Linux Bugs in Demand – Exploit Acquisition Firm Increases Its Payouts for Linux Exploits
Exploit aggregator and seller Zerodium is now trying to attract hackers finding flaws in Linux operating system. The firm will offer bug bounties of up to $45,000 for Linux security vulnerabilities. "Got a Linux LPE? Working with default installations of Ubuntu, Debian, CentOS / RHEL / Fedora? We are increasing our payouts to $45,000 per #0day exploit until March 31st, 2018," the company announced on Twitter.
Zerodium did pay for Linux exploits before too, however, it would pay up to $30,000 for Local Privilege Escalation (LPE) flaws in the operating system. The $45,000 payout is only being offered until March 31, 2018. The boost in bug bounty suggests an increase in market demand for these vulnerabilities. For those interested in submitting their bugs to the exploit acquisition company should know that Zerodium only acquires zero-day vulnerabilities with fully functional exploits. "We do not acquire PoCs for theoretically exploitable or non-exploitable vulnerabilities," the company writes.

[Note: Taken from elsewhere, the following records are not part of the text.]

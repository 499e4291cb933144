// ==========================================
// 农场种植规划系统 - 地块网格
// ==========================================
// 职责: 用二维单元矩阵表示农场布局
// 单元取值: 255=边界外, 0=未分配, 1-254=地块编号
// 红线: 网格负责地块编号合法性, 排产核心不做校验
// ==========================================

use crate::domain::types::PlotId;
use std::collections::{BTreeMap, BTreeSet};
use thiserror::Error;

/// 网格层错误类型
#[derive(Error, Debug)]
pub enum GridError {
    #[error("单元 ({row}, {col}) 超出 {width}x{height} 网格范围")]
    OutOfBounds {
        row: usize,
        col: usize,
        width: usize,
        height: usize,
    },
}

// ==========================================
// PlotLayout - 地块布局能力
// ==========================================
// 排产核心依赖的网格接口: 地块全集 + 相邻关系
// 相邻关系对称, 默认四连通, 但对排产核心不透明
pub trait PlotLayout {
    /// 所有地块编号 (升序)
    fn plot_ids(&self) -> Vec<PlotId>;

    /// 与指定地块共边的地块集合
    fn adjacent_plots(&self, plot_id: PlotId) -> BTreeSet<PlotId>;
}

impl<T: PlotLayout + ?Sized> PlotLayout for &T {
    fn plot_ids(&self) -> Vec<PlotId> {
        (**self).plot_ids()
    }

    fn adjacent_plots(&self, plot_id: PlotId) -> BTreeSet<PlotId> {
        (**self).adjacent_plots(plot_id)
    }
}

// ==========================================
// FarmGrid - 农场网格
// ==========================================
#[derive(Debug, Clone, PartialEq, Eq)]
pub struct FarmGrid {
    width: usize,
    height: usize,
    cells: Vec<Vec<u8>>,
}

impl FarmGrid {
    /// 边界外单元
    pub const INVALID: u8 = 255;
    /// 有效但尚未划入地块的单元
    pub const UNASSIGNED: u8 = 0;

    /// 创建全部为边界外单元的网格
    pub fn new(width: usize, height: usize) -> Self {
        Self {
            width,
            height,
            cells: vec![vec![Self::INVALID; width]; height],
        }
    }

    /// 从已有矩阵创建网格 (按行排列, 深拷贝)
    pub fn from_matrix(matrix: &[Vec<u8>]) -> Self {
        let height = matrix.len();
        let width = matrix.first().map(|r| r.len()).unwrap_or(0);
        Self {
            width,
            height,
            cells: matrix.to_vec(),
        }
    }

    pub fn width(&self) -> usize {
        self.width
    }

    pub fn height(&self) -> usize {
        self.height
    }

    pub fn cells(&self) -> &[Vec<u8>] {
        &self.cells
    }

    // ==========================================
    // 单元访问
    // ==========================================

    fn check_bounds(&self, row: usize, col: usize) -> Result<(), GridError> {
        if row >= self.height || col >= self.width {
            return Err(GridError::OutOfBounds {
                row,
                col,
                width: self.width,
                height: self.height,
            });
        }
        Ok(())
    }

    /// 设置单元值
    pub fn set_cell(&mut self, row: usize, col: usize, value: u8) -> Result<(), GridError> {
        self.check_bounds(row, col)?;
        self.cells[row][col] = value;
        Ok(())
    }

    /// 读取单元值
    pub fn get_cell(&self, row: usize, col: usize) -> Result<u8, GridError> {
        self.check_bounds(row, col)?;
        Ok(self.cells[row][col])
    }

    // ==========================================
    // 地块查询
    // ==========================================

    /// 属于指定地块的所有 (row, col) 单元
    pub fn plot_cells(&self, plot_id: PlotId) -> Vec<(usize, usize)> {
        let mut cells = Vec::new();
        for (r, row) in self.cells.iter().enumerate() {
            for (c, &v) in row.iter().enumerate() {
                if v == plot_id {
                    cells.push((r, c));
                }
            }
        }
        cells
    }

    /// 是否仍存在未分配单元
    pub fn has_unassigned(&self) -> bool {
        self.cells
            .iter()
            .any(|row| row.iter().any(|&v| v == Self::UNASSIGNED))
    }

    /// 所有地块编号到相邻地块集合的映射
    pub fn adjacency_map(&self) -> BTreeMap<PlotId, BTreeSet<PlotId>> {
        self.plot_ids()
            .into_iter()
            .map(|pid| (pid, self.adjacent_plots(pid)))
            .collect()
    }

    // ==========================================
    // 显示
    // ==========================================

    /// 网格的可读字符串, 边界外单元显示为 '.'
    pub fn display(&self) -> String {
        let max_val = self
            .cells
            .iter()
            .flatten()
            .filter(|&&v| v != Self::INVALID)
            .max()
            .copied()
            .unwrap_or(0);
        let w = max_val.to_string().len().max(3);

        let mut lines = Vec::with_capacity(self.height);
        for row in &self.cells {
            let parts: Vec<String> = row
                .iter()
                .map(|&v| {
                    if v == Self::INVALID {
                        format!("{:>w$}", ".", w = w)
                    } else {
                        format!("{:>w$}", v, w = w)
                    }
                })
                .collect();
            lines.push(parts.join(" "));
        }
        lines.join("\n")
    }
}

impl PlotLayout for FarmGrid {
    fn plot_ids(&self) -> Vec<PlotId> {
        let mut ids: BTreeSet<PlotId> = BTreeSet::new();
        for row in &self.cells {
            for &v in row {
                if v != Self::INVALID && v != Self::UNASSIGNED {
                    ids.insert(v);
                }
            }
        }
        ids.into_iter().collect()
    }

    /// 四连通 (上/下/左/右) 共边地块
    fn adjacent_plots(&self, plot_id: PlotId) -> BTreeSet<PlotId> {
        let mut adjacent = BTreeSet::new();
        for (r, c) in self.plot_cells(plot_id) {
            for (dr, dc) in [(-1i64, 0i64), (1, 0), (0, -1), (0, 1)] {
                let nr = r as i64 + dr;
                let nc = c as i64 + dc;
                if nr < 0 || nc < 0 || nr >= self.height as i64 || nc >= self.width as i64 {
                    continue;
                }
                let neighbor = self.cells[nr as usize][nc as usize];
                if neighbor != Self::INVALID && neighbor != Self::UNASSIGNED && neighbor != plot_id
                {
                    adjacent.insert(neighbor);
                }
            }
        }
        adjacent
    }
}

While Linux bug rewards are now being increased from $30,000 to 45,000 for a limited time only, Zerodium usually pays rewards for eligible zero-day exploits that go from $5,000 up to $1,500,000. The million dollar bug bounties are only rewarded for Remote Jailbreak with Persistence on iPhones. Last year, it had also advertised offering $1M payouts for Tor Browser zero-days.
Washington, DC-based firm is known for aggregating and then selling exploits. The private firm pays top dollars to researchers who opt to sell exploits to private firm instead of tech companies who work to patch these security vulnerabilities. Zerodium says that it analyzes and documents the flaws before selling them to work on proposals for its clients to protect their systems. However, it also sells these exploits to an increasing number of companies and government clients who are always on the lookout for backdoor access to tech products and services.